_Task input:_
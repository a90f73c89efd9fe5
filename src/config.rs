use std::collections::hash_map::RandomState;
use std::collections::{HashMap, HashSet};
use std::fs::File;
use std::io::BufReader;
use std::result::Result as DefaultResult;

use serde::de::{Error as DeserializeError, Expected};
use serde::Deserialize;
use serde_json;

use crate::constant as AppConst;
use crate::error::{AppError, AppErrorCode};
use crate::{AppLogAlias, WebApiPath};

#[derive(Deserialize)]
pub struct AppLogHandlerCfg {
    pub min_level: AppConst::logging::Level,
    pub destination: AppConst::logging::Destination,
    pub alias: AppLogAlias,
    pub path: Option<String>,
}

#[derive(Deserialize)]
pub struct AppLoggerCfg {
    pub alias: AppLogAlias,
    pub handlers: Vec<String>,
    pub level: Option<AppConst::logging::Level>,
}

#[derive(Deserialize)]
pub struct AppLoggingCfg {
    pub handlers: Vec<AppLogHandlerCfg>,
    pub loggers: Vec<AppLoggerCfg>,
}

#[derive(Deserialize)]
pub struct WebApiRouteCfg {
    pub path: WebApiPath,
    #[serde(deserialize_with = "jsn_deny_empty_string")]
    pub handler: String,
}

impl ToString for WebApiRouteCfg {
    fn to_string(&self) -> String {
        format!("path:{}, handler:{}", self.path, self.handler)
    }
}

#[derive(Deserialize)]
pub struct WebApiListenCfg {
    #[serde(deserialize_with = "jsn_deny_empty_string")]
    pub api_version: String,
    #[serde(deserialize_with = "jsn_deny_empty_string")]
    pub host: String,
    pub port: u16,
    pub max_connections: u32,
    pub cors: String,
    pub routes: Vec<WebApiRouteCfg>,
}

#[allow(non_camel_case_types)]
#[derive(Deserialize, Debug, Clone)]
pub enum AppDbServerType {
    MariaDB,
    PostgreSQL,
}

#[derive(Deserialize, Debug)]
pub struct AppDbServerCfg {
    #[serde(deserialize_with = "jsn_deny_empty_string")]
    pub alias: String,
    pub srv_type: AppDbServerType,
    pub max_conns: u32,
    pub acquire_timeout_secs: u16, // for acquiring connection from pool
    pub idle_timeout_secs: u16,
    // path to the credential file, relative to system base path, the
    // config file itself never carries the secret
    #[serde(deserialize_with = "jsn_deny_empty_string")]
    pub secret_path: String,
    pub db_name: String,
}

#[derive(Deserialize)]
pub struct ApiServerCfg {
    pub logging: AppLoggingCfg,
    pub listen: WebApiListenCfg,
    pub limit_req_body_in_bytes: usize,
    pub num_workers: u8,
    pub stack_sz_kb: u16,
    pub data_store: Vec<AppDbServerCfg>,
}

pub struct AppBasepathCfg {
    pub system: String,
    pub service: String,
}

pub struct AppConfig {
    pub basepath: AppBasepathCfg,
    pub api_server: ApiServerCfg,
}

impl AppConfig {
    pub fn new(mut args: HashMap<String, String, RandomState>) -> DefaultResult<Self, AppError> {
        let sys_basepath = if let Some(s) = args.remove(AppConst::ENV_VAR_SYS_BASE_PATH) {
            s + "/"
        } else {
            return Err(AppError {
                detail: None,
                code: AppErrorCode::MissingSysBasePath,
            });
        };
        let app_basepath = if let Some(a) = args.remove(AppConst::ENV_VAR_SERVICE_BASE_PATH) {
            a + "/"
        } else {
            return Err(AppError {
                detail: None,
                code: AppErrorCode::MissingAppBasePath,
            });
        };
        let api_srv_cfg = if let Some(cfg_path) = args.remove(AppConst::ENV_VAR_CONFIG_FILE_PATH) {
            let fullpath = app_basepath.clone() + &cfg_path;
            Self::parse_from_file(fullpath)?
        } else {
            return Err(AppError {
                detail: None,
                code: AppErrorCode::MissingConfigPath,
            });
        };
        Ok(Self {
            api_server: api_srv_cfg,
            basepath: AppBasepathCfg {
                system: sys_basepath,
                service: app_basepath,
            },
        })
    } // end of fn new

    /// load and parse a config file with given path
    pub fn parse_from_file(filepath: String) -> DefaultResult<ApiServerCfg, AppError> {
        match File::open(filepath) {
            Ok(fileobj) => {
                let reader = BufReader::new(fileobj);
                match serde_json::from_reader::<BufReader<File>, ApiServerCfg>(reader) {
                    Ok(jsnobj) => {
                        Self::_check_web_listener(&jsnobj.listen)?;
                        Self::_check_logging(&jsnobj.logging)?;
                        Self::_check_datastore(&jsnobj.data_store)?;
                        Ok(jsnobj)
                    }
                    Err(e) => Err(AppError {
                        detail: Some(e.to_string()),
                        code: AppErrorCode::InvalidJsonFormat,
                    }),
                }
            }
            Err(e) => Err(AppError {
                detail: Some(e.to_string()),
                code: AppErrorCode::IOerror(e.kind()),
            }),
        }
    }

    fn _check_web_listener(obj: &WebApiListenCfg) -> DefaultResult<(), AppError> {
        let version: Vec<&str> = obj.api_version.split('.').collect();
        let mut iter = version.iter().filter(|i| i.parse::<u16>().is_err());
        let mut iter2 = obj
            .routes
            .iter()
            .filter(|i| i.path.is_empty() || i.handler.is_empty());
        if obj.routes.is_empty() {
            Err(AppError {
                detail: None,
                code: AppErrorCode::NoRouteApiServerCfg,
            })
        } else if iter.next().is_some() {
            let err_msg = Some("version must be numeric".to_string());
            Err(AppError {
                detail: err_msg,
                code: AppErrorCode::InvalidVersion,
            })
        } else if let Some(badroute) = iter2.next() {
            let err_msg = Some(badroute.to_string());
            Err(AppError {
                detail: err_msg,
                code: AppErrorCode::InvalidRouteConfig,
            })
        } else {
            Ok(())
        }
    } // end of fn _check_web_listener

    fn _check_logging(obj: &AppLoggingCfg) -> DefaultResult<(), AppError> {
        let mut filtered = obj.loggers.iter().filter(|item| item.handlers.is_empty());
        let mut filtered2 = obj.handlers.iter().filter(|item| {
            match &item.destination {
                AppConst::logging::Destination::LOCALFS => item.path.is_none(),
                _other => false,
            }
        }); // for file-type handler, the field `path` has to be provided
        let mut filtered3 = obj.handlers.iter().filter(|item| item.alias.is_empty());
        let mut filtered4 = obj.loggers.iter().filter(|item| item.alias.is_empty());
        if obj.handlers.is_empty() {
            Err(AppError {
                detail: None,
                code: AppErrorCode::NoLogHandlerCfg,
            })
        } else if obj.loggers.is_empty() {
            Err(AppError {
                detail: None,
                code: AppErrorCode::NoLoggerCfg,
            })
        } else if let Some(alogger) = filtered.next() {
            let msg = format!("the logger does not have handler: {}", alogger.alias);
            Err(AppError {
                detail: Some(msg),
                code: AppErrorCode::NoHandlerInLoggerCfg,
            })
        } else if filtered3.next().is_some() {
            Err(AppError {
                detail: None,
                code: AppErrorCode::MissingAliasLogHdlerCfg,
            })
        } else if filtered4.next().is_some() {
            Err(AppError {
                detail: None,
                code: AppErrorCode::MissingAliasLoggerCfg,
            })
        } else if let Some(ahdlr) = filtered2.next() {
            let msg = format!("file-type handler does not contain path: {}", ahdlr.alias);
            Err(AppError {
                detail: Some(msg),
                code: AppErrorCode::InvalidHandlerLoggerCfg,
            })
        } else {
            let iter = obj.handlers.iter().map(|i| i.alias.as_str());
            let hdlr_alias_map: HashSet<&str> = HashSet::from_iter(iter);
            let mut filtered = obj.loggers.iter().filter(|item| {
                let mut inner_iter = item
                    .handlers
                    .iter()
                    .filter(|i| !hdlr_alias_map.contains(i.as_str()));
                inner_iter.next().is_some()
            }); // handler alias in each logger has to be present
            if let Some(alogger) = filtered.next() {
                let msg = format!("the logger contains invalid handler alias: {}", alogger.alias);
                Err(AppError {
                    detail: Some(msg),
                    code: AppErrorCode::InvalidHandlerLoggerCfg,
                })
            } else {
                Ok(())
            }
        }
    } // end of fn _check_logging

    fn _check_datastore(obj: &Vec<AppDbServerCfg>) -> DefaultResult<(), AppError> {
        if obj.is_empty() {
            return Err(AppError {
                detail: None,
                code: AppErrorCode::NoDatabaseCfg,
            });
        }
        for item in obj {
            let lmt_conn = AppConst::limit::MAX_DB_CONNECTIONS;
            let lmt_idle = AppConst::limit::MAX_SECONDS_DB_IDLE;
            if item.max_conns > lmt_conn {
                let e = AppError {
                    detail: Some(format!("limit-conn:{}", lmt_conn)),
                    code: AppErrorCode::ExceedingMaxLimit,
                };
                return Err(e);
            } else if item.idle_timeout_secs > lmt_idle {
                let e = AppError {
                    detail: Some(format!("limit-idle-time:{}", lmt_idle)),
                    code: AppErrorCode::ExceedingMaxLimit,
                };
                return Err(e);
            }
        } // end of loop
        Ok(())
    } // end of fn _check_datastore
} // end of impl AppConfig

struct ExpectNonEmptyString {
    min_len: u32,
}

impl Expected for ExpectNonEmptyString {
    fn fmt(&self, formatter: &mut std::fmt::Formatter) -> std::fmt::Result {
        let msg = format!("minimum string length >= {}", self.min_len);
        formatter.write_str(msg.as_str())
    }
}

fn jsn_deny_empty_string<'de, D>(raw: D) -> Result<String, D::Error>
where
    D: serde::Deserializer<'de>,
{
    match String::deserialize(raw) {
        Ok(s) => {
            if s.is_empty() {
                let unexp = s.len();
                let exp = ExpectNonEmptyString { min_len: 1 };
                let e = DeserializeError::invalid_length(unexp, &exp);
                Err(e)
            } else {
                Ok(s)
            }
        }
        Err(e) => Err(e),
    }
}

_About this task:_
Copy every line of the data above in which the string "badroute" appears.

_Task solution:_
        } else if let Some(badroute) = iter2.next() {
            let err_msg = Some(badroute.to_string());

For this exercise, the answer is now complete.